Broad-spectrum multi-target tyrosine kinase inhibitors (mTKIs) are clinically approved for the treatment of soft tissue sarcomas (STS). However, acquired resistance inevitably arises in the majority of STS patients. There is therefore an urgent need to identify new strategies to overcome resistance and achieve durable treatment responses. Here we show that STS cells that acquire resistance to clinically relevant mTKIs are cross-resistant to one another and sequential treatment does not delay the acquisition of drug resistance. Instead, we find that en route to acquiring drug resistance, STS cells develop collateral sensitivities to alternative drugs.
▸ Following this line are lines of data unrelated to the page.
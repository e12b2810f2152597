use proc_macro2::TokenStream;
use quote::quote;
use syn::{Error, Ident, ItemFn, ReturnType, Type};

/// Expands the `#[showroom_runtime::main]` attribute macro.
pub fn expand_main(args: TokenStream, input: ItemFn) -> TokenStream {
    expand(args, &input).unwrap_or_else(Error::into_compile_error)
}

fn expand(args: TokenStream, input: &ItemFn) -> syn::Result<TokenStream> {
    if input.sig.asyncness.is_none() {
        return Err(Error::new_spanned(
            &input.sig.ident,
            "#[showroom_runtime::main] can only be used on async functions",
        ));
    }

    if !returns_result(&input.sig.output) {
        return Err(Error::new_spanned(
            &input.sig.output,
            "#[showroom_runtime::main] requires a Result return type",
        ));
    }

    let profile = profile_call(args)?;
    let ItemFn { attrs, vis, sig, block } = input;
    let name = &sig.ident;
    let output = &sig.output;

    Ok(quote! {
        #(#attrs)*
        #vis fn #name() #output {
            let config = #profile;
            let rt = ::showroom_runtime::build_runtime_with_config(&config)?;
            rt.block_on(async #block)
        }
    })
}

fn profile_call(args: TokenStream) -> syn::Result<TokenStream> {
    if args.is_empty() {
        return Ok(quote! { ::showroom_runtime::RuntimeConfig::default() });
    }

    let profile: Ident = syn::parse2(args)?;
    match profile.to_string().as_str() {
        "high_performance" => Ok(quote! { ::showroom_runtime::RuntimeConfig::high_performance() }),
        "memory_efficient" => Ok(quote! { ::showroom_runtime::RuntimeConfig::memory_efficient() }),
        "default" => Ok(quote! { ::showroom_runtime::RuntimeConfig::default() }),
        _ => Err(Error::new_spanned(
            profile,
            "Unknown runtime profile. Use: high_performance, memory_efficient, or default",
        )),
    }
}

fn returns_result(output: &ReturnType) -> bool {
    let ReturnType::Type(_, ty) = output else {
        return false;
    };
    let Type::Path(path) = &**ty else {
        return false;
    };
    path.path.segments.last().is_some_and(|seg| seg.ident == "Result")
}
We demonstrate that the mTKI sitravatinib rapidly induces collateral sensitivity to the FGFR inhibitor infigratinib which can be exploited for adaptive therapy to suppress STS cell growth. This study provides proof-of-principle that collateral sensitivity may be an effective strategy for overcoming resistance to mTKIs and this novel approach should be explored in the design of future trials. RNAseq profiling of A204 and G402 parental cell lines and sub-lines with acquired resistance to pazopanib, regorafenib, sitravatinib and anlotinib. Samples were collected without the presence of drug, 96 hours after seeding.